La petite fête s’était prolongée à l’auberge de la Grotte aux Fées. Il y a toujours, dans ce genre de réjouissances, que ce soit à propos d’une mort ou d’un mariage, des « enragés » qui ne se décident jamais à quitter la table. D’autant que les cartes finissent toujours par fixer les plus hésitants, ceux qui, tout de même, ne demanderaient pas mieux que s’aller coucher… À minuit, ils étaient encore quatre à se disputer leurs sous en vidant les pots. C’étaient Birouste, le forgeron ; Verdeil, qui tenait un garage et vendait de l’essence au coin du pont, au carrefour des trois routes, l’esprit fort de Coulteray ; l’épicier Nicole et Tamisier, le plus gros marchand de vin du bourg et des environs. Avec Achard, l’aubergiste, un type qui avait fait danser trois générations, qui n’avait jamais voulu être quoi que ce fût dans la municipalité, histoire de rester l’ami de tout le monde, mais qui n’en était pas moins, de fait, le chef de la localité, comme qui dirait la clef de voûte du pays ; il y avait là cinq fortes têtes auxquelles il était bien difficile de faire prendre, comme on dit vulgairement, des vessies pour des lanternes.

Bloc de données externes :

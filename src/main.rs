//! News Sentiment Dashboard: binary entrypoint.
//! Boots the Axum app on Shuttle with the platform secret store in front of
//! the process environment.
//!
//! See `README.md` for the local quickstart.

use news_sentiment::config::SecretResolver;
use shuttle_axum::ShuttleAxum;
use shuttle_runtime::SecretStore;

#[shuttle_runtime::main]
async fn axum(#[shuttle_runtime::Secrets] secrets: SecretStore) -> ShuttleAxum {
    // Load .env in local/dev; no-op in prod environments.
    let _ = dotenvy::dotenv();

    news_sentiment::logging::init_tracing();

    let router = news_sentiment::app_with(SecretResolver::with_hosted(secrets)).await?;
    Ok(router.into())
}
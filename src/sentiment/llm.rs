//! Hosted-LLM strategy: provider abstraction + prompt + reply normalisation.
//!
//! The model is asked for one word. Replies are mapped by case-insensitive
//! substring ("positive" first, then "negative"); anything else is `Neutral`.
//! Transport failures are errors, which [`crate::sentiment::classify`] turns
//! into `Unknown`.

use std::future::Future;
use std::pin::Pin;
use std::sync::Arc;
use std::time::Duration;

use async_trait::async_trait;
use serde::{Deserialize, Serialize};

use super::{SentimentBackend, SentimentLabel, Strategy};
use crate::config::secrets::OPENAI_API_KEY;
use crate::config::{SecretResolver, Settings};
use crate::error::{error_chain, PipelineError, Result};

pub const SYSTEM_PROMPT: &str =
    "You are a sentiment analysis assistant. Respond with only one word: Positive, Negative, or Neutral.";

pub fn user_prompt(text: &str) -> String {
    format!(
        "What is the sentiment of the following news text? Respond with Positive, Negative, or Neutral only.\n\nText: {text}"
    )
}

// ------------------------------------------------------------
// Provider abstraction + concrete providers
// ------------------------------------------------------------

/// Chat-completion backend. Separated from the classifier so tests and
/// `LLM_TEST_MODE=mock` can swap the remote call out.
pub trait ChatProvider: Send + Sync {
    fn complete<'a>(
        &'a self,
        system: &'a str,
        user: &'a str,
    ) -> Pin<Box<dyn Future<Output = Result<String>> + Send + 'a>>;
    fn name(&self) -> &'static str;
}

/// OpenAI Chat Completions.
pub struct OpenAiProvider {
    http: reqwest::Client,
    api_key: String,
    model: String,
    base_url: String,
}

impl OpenAiProvider {
    pub fn new(api_key: String, base_url: &str, model: &str, timeout: Duration) -> Result<Self> {
        let http = reqwest::Client::builder()
            .user_agent(concat!("news-sentiment-dashboard/", env!("CARGO_PKG_VERSION")))
            .connect_timeout(Duration::from_secs(4))
            .timeout(timeout)
            .build()
            .map_err(|e| PipelineError::ClassificationFailed(format!("building http client: {e}")))?;
        Ok(Self {
            http,
            api_key,
            model: model.to_string(),
            base_url: base_url.trim_end_matches('/').to_string(),
        })
    }
}

impl ChatProvider for OpenAiProvider {
    fn complete<'a>(
        &'a self,
        system: &'a str,
        user: &'a str,
    ) -> Pin<Box<dyn Future<Output = Result<String>> + Send + 'a>> {
        Box::pin(async move {
            #[derive(Serialize)]
            struct Msg<'a> {
                role: &'a str,
                content: &'a str,
            }
            #[derive(Serialize)]
            struct Req<'a> {
                model: &'a str,
                messages: Vec<Msg<'a>>,
                temperature: f32,
                max_tokens: u32,
            }
            #[derive(Deserialize)]
            struct Resp {
                choices: Vec<Choice>,
            }
            #[derive(Deserialize)]
            struct Choice {
                message: ChoiceMsg,
            }
            #[derive(Deserialize)]
            struct ChoiceMsg {
                #[serde(default)]
                content: Option<String>,
            }

            let req = Req {
                model: &self.model,
                messages: vec![
                    Msg {
                        role: "system",
                        content: system,
                    },
                    Msg {
                        role: "user",
                        content: user,
                    },
                ],
                temperature: 0.3,
                max_tokens: 10,
            };

            let resp = self
                .http
                .post(format!("{}/chat/completions", self.base_url))
                .bearer_auth(&self.api_key)
                .json(&req)
                .send()
                .await
                .map_err(|e| PipelineError::ClassificationFailed(error_chain(&e)))?;

            let status = resp.status();
            if !status.is_success() {
                let body = resp.text().await.unwrap_or_default();
                let snippet: String = body.chars().take(200).collect();
                return Err(PipelineError::ClassificationFailed(format!(
                    "HTTP {status}: {}",
                    snippet.trim()
                )));
            }

            let body: Resp = resp
                .json()
                .await
                .map_err(|e| PipelineError::ClassificationFailed(format!("decoding reply: {e}")))?;
            // A missing choice or null content is a failure.
            body.choices
                .into_iter()
                .next()
                .and_then(|c| c.message.content)
                .map(|c| c.trim().to_string())
                .ok_or_else(|| PipelineError::ClassificationFailed("empty completion".into()))
        })
    }

    fn name(&self) -> &'static str {
        "openai"
    }
}

/// Deterministic provider for tests/local runs.
#[derive(Debug, Clone)]
pub struct MockProvider {
    reply: std::result::Result<String, String>,
}

impl MockProvider {
    pub fn replying(reply: &str) -> Self {
        Self {
            reply: Ok(reply.to_string()),
        }
    }

    pub fn failing(message: &str) -> Self {
        Self {
            reply: Err(message.to_string()),
        }
    }
}

impl ChatProvider for MockProvider {
    fn complete<'a>(
        &'a self,
        _system: &'a str,
        _user: &'a str,
    ) -> Pin<Box<dyn Future<Output = Result<String>> + Send + 'a>> {
        let out = self
            .reply
            .clone()
            .map_err(PipelineError::ClassificationFailed);
        Box::pin(async move { out })
    }

    fn name(&self) -> &'static str {
        "mock"
    }
}

/// Factory: build a provider according to secrets and environment.
///
/// * `LLM_TEST_MODE=mock` returns a mock answering "Neutral".
/// * Otherwise `OPENAI_API_KEY` is required (`ConfigMissing` if absent).
pub fn build_provider(secrets: &SecretResolver, settings: &Settings) -> Result<Arc<dyn ChatProvider>> {
    if std::env::var("LLM_TEST_MODE")
        .map(|v| v == "mock")
        .unwrap_or(false)
    {
        return Ok(Arc::new(MockProvider::replying("Neutral")));
    }
    let key = secrets.require(OPENAI_API_KEY)?;
    let provider = OpenAiProvider::new(
        key,
        &settings.openai_base_url,
        &settings.llm_model,
        Duration::from_secs(settings.llm_timeout_secs),
    )?;
    Ok(Arc::new(provider))
}

// ------------------------------------------------------------
// Classifier
// ------------------------------------------------------------

#[derive(Clone)]
pub struct LlmClassifier {
    provider: Arc<dyn ChatProvider>,
    max_input_chars: usize,
}

impl LlmClassifier {
    pub fn new(provider: Arc<dyn ChatProvider>, max_input_chars: usize) -> Self {
        Self {
            provider,
            max_input_chars: max_input_chars.max(1),
        }
    }

    pub fn provider_name(&self) -> &'static str {
        self.provider.name()
    }
}

#[async_trait]
impl SentimentBackend for LlmClassifier {
    fn strategy(&self) -> Strategy {
        Strategy::Llm
    }

    async fn score(&self, text: &str) -> Result<SentimentLabel> {
        let clipped = truncate_chars(text, self.max_input_chars);
        let reply = self
            .provider
            .complete(SYSTEM_PROMPT, &user_prompt(clipped))
            .await?;
        Ok(parse_label(&reply))
    }
}

/// First `max` characters (not bytes) of `text`.
pub fn truncate_chars(text: &str, max: usize) -> &str {
    match text.char_indices().nth(max) {
        Some((idx, _)) => &text[..idx],
        None => text,
    }
}

pub fn parse_label(reply: &str) -> SentimentLabel {
    let r = reply.to_lowercase();
    if r.contains("positive") {
        SentimentLabel::Positive
    } else if r.contains("negative") {
        SentimentLabel::Negative
    } else {
        SentimentLabel::Neutral
    }
}
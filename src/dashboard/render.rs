// src/dashboard/render.rs
//! Server-rendered HTML for the dashboard page.

use std::fmt::Write as _;

use html_escape::{encode_double_quoted_attribute as attr, encode_text as text};

use super::view::{ChartBar, DashboardView};
use crate::config::Capabilities;
use crate::sentiment::Strategy;

/// Banner above the data.
#[derive(Debug, Clone, PartialEq, Eq)]
pub enum Notice {
    Info(String),
    NotConfigured(String),
    Failed(String),
    NoData(String),
}

impl Notice {
    fn class(&self) -> &'static str {
        match self {
            Notice::Info(_) => "info",
            Notice::NotConfigured(_) => "warn",
            Notice::Failed(_) => "error",
            Notice::NoData(_) => "empty",
        }
    }

    fn message(&self) -> &str {
        match self {
            Notice::Info(m) | Notice::NotConfigured(m) | Notice::Failed(m) | Notice::NoData(m) => m,
        }
    }
}

#[derive(Debug, Clone, Default)]
pub struct PageContext {
    pub caps: Capabilities,
    pub files: Vec<String>,
    pub selected_file: Option<String>,
    pub keyword: Option<String>,
    pub view: Option<DashboardView>,
    pub notices: Vec<Notice>,
    /// `project.dataset.table` when a warehouse is configured.
    pub warehouse_table: Option<String>,
    pub default_max_items: usize,
}

pub fn render_page(ctx: &PageContext) -> String {
    let mut out = String::with_capacity(16 * 1024);
    out.push_str(concat!(
        "<!doctype html>\n<html lang=\"en\"><head><meta charset=\"utf-8\">",
        "<meta name=\"viewport\" content=\"width=device-width, initial-scale=1\">",
        "<title>News Sentiment Dashboard</title>",
        "<link rel=\"stylesheet\" href=\"/assets/dashboard.css\"></head><body>",
        "<header><h1>News Sentiment Dashboard</h1></header><div class=\"layout\">"
    ));

    render_sidebar(&mut out, ctx);

    out.push_str("<main>");
    for n in &ctx.notices {
        let _ = write!(
            out,
            "<div class=\"notice {}\">{}</div>",
            n.class(),
            text(n.message())
        );
    }

    render_file_form(&mut out, ctx);
    if let Some(view) = &ctx.view {
        render_view(&mut out, view);
    }
    render_actions(&mut out, ctx);

    out.push_str("</main></div>");
    out.push_str(SCRIPT);
    out.push_str("</body></html>\n");
    out
}

fn status(ok: bool) -> &'static str {
    if ok {
        "<span class=\"ok\">Available</span>"
    } else {
        "<span class=\"off\">Not configured</span>"
    }
}

fn render_sidebar(out: &mut String, ctx: &PageContext) {
    let _ = write!(
        out,
        "<aside><h2>Features</h2><ul>\
         <li>News search (GNews): {}</li>\
         <li>Lexicon analyzer: {}</li>\
         <li>Local model: {}</li>\
         <li>LLM analysis (OpenAI): {}</li>\
         <li>Warehouse (BigQuery): {}</li></ul>",
        status(ctx.caps.has_fetch),
        status(true),
        status(true),
        status(ctx.caps.has_llm),
        status(ctx.caps.has_warehouse),
    );
    if let Some(t) = &ctx.warehouse_table {
        let _ = write!(
            out,
            "<p class=\"muted\">Table: <code>{}</code></p>",
            text(t)
        );
    }
    out.push_str("<p class=\"muted\"><a href=\"/api/config\">config</a> · <a href=\"/metrics\">metrics</a></p></aside>");
}

fn render_file_form(out: &mut String, ctx: &PageContext) {
    out.push_str("<section><h2>View data</h2><form method=\"get\" action=\"/\" class=\"row\">");
    out.push_str("<label>File <select name=\"file\">");
    for f in &ctx.files {
        let sel = if ctx.selected_file.as_deref() == Some(f.as_str()) {
            " selected"
        } else {
            ""
        };
        let _ = write!(out, "<option value=\"{}\"{sel}>{}</option>", attr(f), text(f));
    }
    out.push_str("</select></label>");

    if let Some(view) = &ctx.view {
        if !view.sentiment_columns.is_empty() {
            out.push_str("<label>Sentiment column <select name=\"column\">");
            for c in &view.sentiment_columns {
                let sel = if view.selected_column.as_deref() == Some(c.as_str()) {
                    " selected"
                } else {
                    ""
                };
                let _ = write!(out, "<option value=\"{}\"{sel}>{}</option>", attr(c), text(c));
            }
            out.push_str("</select></label>");
        }
    }

    let _ = write!(
        out,
        "<label>Keyword <input type=\"search\" name=\"keyword\" value=\"{}\" \
         placeholder=\"title or description\"></label><button>Show</button></form>",
        attr(ctx.keyword.as_deref().unwrap_or(""))
    );
    if let Some(f) = &ctx.selected_file {
        let _ = write!(
            out,
            "<p><a href=\"/api/download?file={}\">Download {}</a></p>",
            attr(f),
            text(f)
        );
    }
    out.push_str("</section>");
}

fn render_view(out: &mut String, view: &DashboardView) {
    out.push_str("<section>");
    if let Some(kw) = &view.keyword {
        let _ = write!(
            out,
            "<p class=\"muted\">Found {} of {} articles matching '{}'</p>",
            view.rows.len(),
            view.total_rows,
            text(kw)
        );
    }

    match (&view.summary, &view.selected_column) {
        (Some(s), Some(col)) => {
            let _ = write!(
                out,
                "<h2>Sentiment distribution <small>({})</small></h2><div class=\"metrics\">\
                 <div><b>{}</b>Total articles</div><div><b>{}</b>Positive</div>\
                 <div><b>{}</b>Negative</div><div><b>{}</b>Neutral</div></div>",
                text(col),
                s.total,
                s.positive,
                s.negative,
                s.neutral
            );
            out.push_str(&svg_chart(&view.chart));
        }
        _ => out.push_str(
            "<div class=\"notice empty\">No sentiment columns found. Run a classifier first.</div>",
        ),
    }

    out.push_str("<h2>News results</h2><div class=\"table\"><table><thead><tr>");
    for c in &view.columns {
        let _ = write!(out, "<th>{}</th>", text(c));
    }
    out.push_str("</tr></thead><tbody>");
    for row in &view.rows {
        out.push_str("<tr>");
        for cell in row {
            let _ = write!(out, "<td>{}</td>", text(cell));
        }
        out.push_str("</tr>");
    }
    out.push_str("</tbody></table></div>");

    let _ = write!(
        out,
        "<details><summary>Data statistics</summary><p><b>Columns:</b> {}</p><p><b>Total rows:</b> {}</p>",
        text(&view.stats.columns.join(", ")),
        view.stats.rows
    );
    if let (Some(lo), Some(hi)) = (&view.stats.date_from, &view.stats.date_to) {
        let _ = write!(out, "<p><b>Date range:</b> {} to {}</p>", text(lo), text(hi));
    }
    out.push_str("</details></section>");
}

/// Vertical bars, one per label present, scaled to the tallest.
pub fn svg_chart(bars: &[ChartBar]) -> String {
    const W: usize = 480;
    const H: usize = 220;
    const PAD: usize = 30;
    let max = bars.iter().map(|b| b.count).max().unwrap_or(0).max(1);
    let slot = (W - 2 * PAD) / bars.len().max(1);
    let bar_w = slot * 3 / 5;

    let mut svg = format!(
        "<svg class=\"chart\" viewBox=\"0 0 {W} {H}\" width=\"{W}\" height=\"{H}\" role=\"img\" aria-label=\"sentiment distribution\">"
    );
    let _ = write!(
        svg,
        "<line x1=\"{PAD}\" y1=\"{y}\" x2=\"{x2}\" y2=\"{y}\" stroke=\"#999\"/>",
        y = H - PAD,
        x2 = W - PAD
    );
    for (i, b) in bars.iter().enumerate() {
        let h = (H - 2 * PAD) * b.count / max;
        let x = PAD + i * slot + (slot - bar_w) / 2;
        let y = H - PAD - h;
        let cx = x + bar_w / 2;
        let _ = write!(
            svg,
            "<rect x=\"{x}\" y=\"{y}\" width=\"{bar_w}\" height=\"{h}\" fill=\"{color}\"><title>{label}: {count}</title></rect>\
             <text x=\"{cx}\" y=\"{ty}\" text-anchor=\"middle\">{count}</text>\
             <text x=\"{cx}\" y=\"{ly}\" text-anchor=\"middle\">{label}</text>",
            color = b.color,
            label = b.label,
            count = b.count,
            ty = y.saturating_sub(4),
            ly = H - PAD + 16,
        );
    }
    svg.push_str("</svg>");
    svg
}

fn render_actions(out: &mut String, ctx: &PageContext) {
    out.push_str("<section><h2>Fetch news</h2>");
    if ctx.caps.has_fetch {
        let _ = write!(
            out,
            "<form class=\"row\" data-api=\"/api/fetch\">\
             <label>Query <input name=\"query\" value=\"India\" required></label>\
             <label>Language <input name=\"lang\" value=\"en\" size=\"3\"></label>\
             <label>Country <input name=\"country\" value=\"in\" size=\"3\"></label>\
             <label>Max <input name=\"max\" type=\"number\" min=\"1\" max=\"100\" value=\"{}\"></label>\
             <button>Fetch</button></form>",
            ctx.default_max_items.min(100)
        );
    } else {
        out.push_str("<div class=\"notice warn\">News search is not configured. Set API_KEY to enable it.</div>");
    }
    out.push_str("</section>");

    out.push_str("<section><h2>Analyze sentiment</h2><form class=\"row\" data-api=\"/api/classify\">");
    out.push_str("<label>Strategy <select name=\"strategy\">");
    for s in [Strategy::Lexicon, Strategy::Model, Strategy::Llm] {
        let disabled = if s == Strategy::Llm && !ctx.caps.has_llm {
            " disabled"
        } else {
            ""
        };
        let _ = write!(out, "<option value=\"{s}\"{disabled}>{s}</option>");
    }
    out.push_str("</select></label><label>Input <select name=\"file\"><option value=\"\">last fetched</option>");
    for f in &ctx.files {
        let _ = write!(out, "<option value=\"{}\">{}</option>", attr(f), text(f));
    }
    let _ = write!(
        out,
        "</select></label>\
         <label>Field <select name=\"field\"><option>description</option><option>title</option></select></label>\
         <label>Max items <input name=\"max_items\" type=\"number\" min=\"1\" placeholder=\"all (LLM: {})\"></label>\
         <button>Analyze</button></form>",
        ctx.default_max_items
    );
    if !ctx.caps.has_llm {
        out.push_str("<p class=\"muted\">LLM analysis is not configured. Set OPENAI_API_KEY to enable it.</p>");
    }
    out.push_str("</section>");

    out.push_str("<section><h2>Warehouse</h2>");
    if ctx.caps.has_warehouse {
        out.push_str("<form class=\"row\" data-api=\"/api/upload\"><label>File <select name=\"file\">");
        for f in &ctx.files {
            let _ = write!(out, "<option value=\"{}\">{}</option>", attr(f), text(f));
        }
        out.push_str("</select></label><button>Upload</button></form>");
        out.push_str("<p><a href=\"/?source=warehouse\">View latest rows from the warehouse</a></p>");
    } else {
        out.push_str("<div class=\"notice warn\">Warehouse is not configured. Set GOOGLE_APPLICATION_CREDENTIALS and GCP_PROJECT_ID to enable it.</div>");
    }
    out.push_str("<pre id=\"result\" class=\"muted\"></pre></section>");
}

const SCRIPT: &str = r#"<script>
document.querySelectorAll('form[data-api]').forEach(function (form) {
  form.addEventListener('submit', async function (ev) {
    ev.preventDefault();
    const out = document.getElementById('result');
    const body = {};
    new FormData(form).forEach(function (v, k) {
      if (v === '') return;
      body[k] = (form.elements[k].type === 'number') ? Number(v) : v;
    });
    if (form.dataset.api === '/api/classify' && !body.file) body.use_last_fetched = true;
    out.textContent = 'Working...';
    try {
      const resp = await fetch(form.dataset.api, {
        method: 'POST',
        headers: { 'content-type': 'application/json' },
        body: JSON.stringify(body)
      });
      const json = await resp.json();
      out.textContent = JSON.stringify(json, null, 2);
      if (resp.ok && json.file) {
        window.location = '/?file=' + encodeURIComponent(json.file);
      }
    } catch (e) {
      out.textContent = 'Request failed: ' + e;
    }
  });
});
</script>"#;

#[cfg(test)]
mod tests {
    use super::*;
    use crate::sentiment::SentimentLabel;

    #[test]
    fn sidebar_marks_missing_features() {
        let ctx = PageContext {
            caps: Capabilities {
                has_fetch: true,
                has_llm: false,
                has_warehouse: false,
            },
            ..Default::default()
        };
        let html = render_page(&ctx);
        assert!(html.contains("News search (GNews): <span class=\"ok\">Available"));
        assert!(html.contains("LLM analysis (OpenAI): <span class=\"off\">Not configured"));
        assert!(html.contains("Set OPENAI_API_KEY"));
        assert!(html.contains("data-api=\"/api/fetch\""));
    }

    #[test]
    fn notices_and_cells_are_escaped() {
        let ctx = PageContext {
            notices: vec![Notice::Failed("<script>alert(1)</script>".into())],
            ..Default::default()
        };
        let html = render_page(&ctx);
        assert!(html.contains("notice error"));
        assert!(html.contains("&lt;script&gt;alert(1)&lt;/script&gt;"));
    }

    #[test]
    fn chart_has_one_bar_per_label() {
        let svg = svg_chart(&[
            ChartBar { label: SentimentLabel::Positive, count: 4, color: "green" },
            ChartBar { label: SentimentLabel::Negative, count: 2, color: "red" },
        ]);
        assert_eq!(svg.matches("<rect").count(), 2);
        assert!(svg.contains("fill=\"green\""));
        assert!(svg.contains(">Negative</text>"));
    }
}
use super::render::{render_page, Notice, PageContext};
use super::view::{build_view, DashboardView};
use crate::config::secrets::{GNEWS_API_KEY, GOOGLE_APPLICATION_CREDENTIALS, OPENAI_API_KEY};
use crate::config::{Capabilities, SecretResolver, Settings};
use crate::error::{PipelineError, Result};
use crate::news::{ArticleFetcher, FetchQuery, GNewsClient};
use crate::sentiment::llm::{build_provider, ChatProvider};
use crate::sentiment::model::{load_model, BinaryTextModel};
use crate::sentiment::{
    classify_collection, BatchOptions, BatchReport, LexiconAnalyzer, LlmClassifier,
    ModelClassifier, SentimentBackend, Strategy, TextField,
};
use crate::store::{
    upload, ArticleCollection, BigQueryClient, CsvStore, UploadReport, Warehouse, WarehouseTarget,
    FETCH_OUTPUT,
};

/// Files the page opens by default, most processed first.
const PREFERRED_FILES: [&str; 4] = [
    "news_with_sentiment.csv",
    "news_with_bert_sentiment.csv",
    "news_with_gpt_sentiment.csv",
    FETCH_OUTPUT,
];
const WAREHOUSE_RECENT_LIMIT: usize = 100;

#[derive(Clone)]
pub struct AppState {
    pub settings: Arc<Settings>,
    pub store: CsvStore,
    fetcher: Option<Arc<dyn ArticleFetcher>>,
    llm: Option<Arc<dyn ChatProvider>>,
    warehouse: Option<Arc<dyn Warehouse>>,
    target: Option<WarehouseTarget>,
    /// Features whose secrets are present but whose client could not be built.
    setup_errors: Arc<Vec<String>>,
    model: Arc<OnceCell<Arc<dyn BinaryTextModel>>>,
    last_fetched: Arc<RwLock<Option<ArticleCollection>>>,
}

impl AppState {
    /// Nothing optional configured: CSV browsing plus lexicon and model strategies.
    pub fn new(settings: Settings) -> Self {
        Self {
            store: CsvStore::new(settings.data_dir.clone()),
            settings: Arc::new(settings),
            fetcher: None,
            llm: None,
            warehouse: None,
            target: None,
            setup_errors: Arc::new(Vec::new()),
            model: Arc::new(OnceCell::new()),
            last_fetched: Arc::new(RwLock::new(None)),
        }
    }

    /// Wire every optional feature whose secrets resolve.
    /// A missing secret disables the feature; any other setup error is kept
    /// and shown on the page.
    pub fn from_config(settings: Settings, secrets: &SecretResolver) -> Self {
        let mut state = Self::new(settings);
        let mut errors = Vec::new();

        match GNewsClient::from_config(secrets, &state.settings) {
            Ok(c) => state.fetcher = Some(Arc::new(c)),
            Err(PipelineError::ConfigMissing(_)) => {}
            Err(e) => errors.push(format!("News search: {e}")),
        }
        match build_provider(secrets, &state.settings) {
            Ok(p) => state.llm = Some(p),
            Err(PipelineError::ConfigMissing(_)) => {}
            Err(e) => errors.push(format!("LLM: {e}")),
        }
        if secrets.capabilities().has_warehouse {
            let wired = WarehouseTarget::from_secrets(secrets, &state.settings).and_then(|t| {
                BigQueryClient::from_secrets(secrets).map(|c| (t, c))
            });
            match wired {
                Ok((t, c)) => {
                    state.target = Some(t);
                    state.warehouse = Some(Arc::new(c));
                }
                Err(e) => errors.push(format!("Warehouse: {e}")),
            }
        }

        for e in &errors {
            tracing::warn!(error = %e, "feature configured but unavailable");
        }
        state.setup_errors = Arc::new(errors);
        let caps = state.capabilities();
        tracing::info!(
            fetch = caps.has_fetch,
            llm = caps.has_llm,
            warehouse = caps.has_warehouse,
            data_dir = %state.settings.data_dir.display(),
            "dashboard state ready"
        );
        state
    }

    pub fn with_fetcher(mut self, f: Arc<dyn ArticleFetcher>) -> Self {
        self.fetcher = Some(f);
        self
    }

    pub fn with_llm(mut self, p: Arc<dyn ChatProvider>) -> Self {
        self.llm = Some(p);
        self
    }

    pub fn with_warehouse(mut self, wh: Arc<dyn Warehouse>, target: WarehouseTarget) -> Self {
        self.warehouse = Some(wh);
        self.target = Some(target);
        self
    }

    pub fn capabilities(&self) -> Capabilities {
        Capabilities {
            has_fetch: self.fetcher.is_some(),
            has_llm: self.llm.is_some(),
            has_warehouse: self.warehouse.is_some() && self.target.is_some(),
        }
    }

    /// Loaded on first use, then shared.
    fn model(&self) -> Result<Arc<dyn BinaryTextModel>> {
        self.model
            .get_or_try_init(|| load_model(&self.settings))
            .cloned()
    }

    fn backend(&self, strategy: Strategy) -> Result<Box<dyn SentimentBackend>> {
        let backend: Box<dyn SentimentBackend> = match strategy {
            Strategy::Lexicon => Box::new(LexiconAnalyzer::new()),
            Strategy::Model => Box::new(ModelClassifier::new(self.model()?)),
            Strategy::Llm => {
                let p = self
                    .llm
                    .clone()
                    .ok_or_else(|| PipelineError::ConfigMissing(OPENAI_API_KEY.into()))?;
                Box::new(LlmClassifier::new(p, self.settings.llm_max_input_chars))
            }
        };
        Ok(backend)
    }

    fn warehouse(&self) -> Result<(Arc<dyn Warehouse>, WarehouseTarget)> {
        match (&self.warehouse, &self.target) {
            (Some(w), Some(t)) => Ok((w.clone(), t.clone())),
            _ => Err(PipelineError::ConfigMissing(GOOGLE_APPLICATION_CREDENTIALS.into())),
        }
    }

    async fn load(&self, name: &str) -> Result<ArticleCollection> {
        let store = self.store.clone();
        let name = name.to_string();
        blocking(move || store.load(&name)).await
    }

    async fn save(&self, coll: ArticleCollection, name: &str) -> Result<()> {
        let store = self.store.clone();
        let name = name.to_string();
        blocking(move || store.save(&coll, &name).map(|_| ())).await
    }

    async fn list(&self) -> Result<Vec<String>> {
        let store = self.store.clone();
        blocking(move || store.list()).await
    }
}

async fn blocking<T, F>(f: F) -> Result<T>
where
    F: FnOnce() -> Result<T> + Send + 'static,
    T: Send + 'static,
{
    tokio::task::spawn_blocking(f)
        .await
        .map_err(|e| PipelineError::Io(std::io::Error::new(std::io::ErrorKind::Other, e)))?
}

pub fn router(state: AppState) -> Router {
    Router::new()
        .route("/health", get(|| async { "OK" }))
        .route("/", get(index))
        .route("/api/config", get(config))
        .route("/api/files", get(files))
        .route("/api/articles", get(articles))
        .route("/api/download", get(download))
        .route("/api/fetch", post(fetch))
        .route("/api/classify", post(classify))
        .route("/api/upload", post(upload_file))
        .route("/api/warehouse/recent", get(warehouse_recent))
        .nest_service("/assets", ServeDir::new("assets"))
        .layer(CorsLayer::very_permissive())
        .with_state(state)
}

Or, environ un quart d’heure après minuit, ces cinq hommes entendirent un grand cri poussé par la veuve Gérard qui était restée à l’auberge pour aider au service et qui, ayant achevé sa tâche, traversait la cour pour rentrer chez elle, une petite maison à un étage située à l’orée du bourg, un peu avant le pont, presque en face Verdeil.

Ce cri était si affreux que les cinq qui étaient là en frissonnèrent et se levèrent, d’un seul mouvement, pour savoir ce qui arrivait…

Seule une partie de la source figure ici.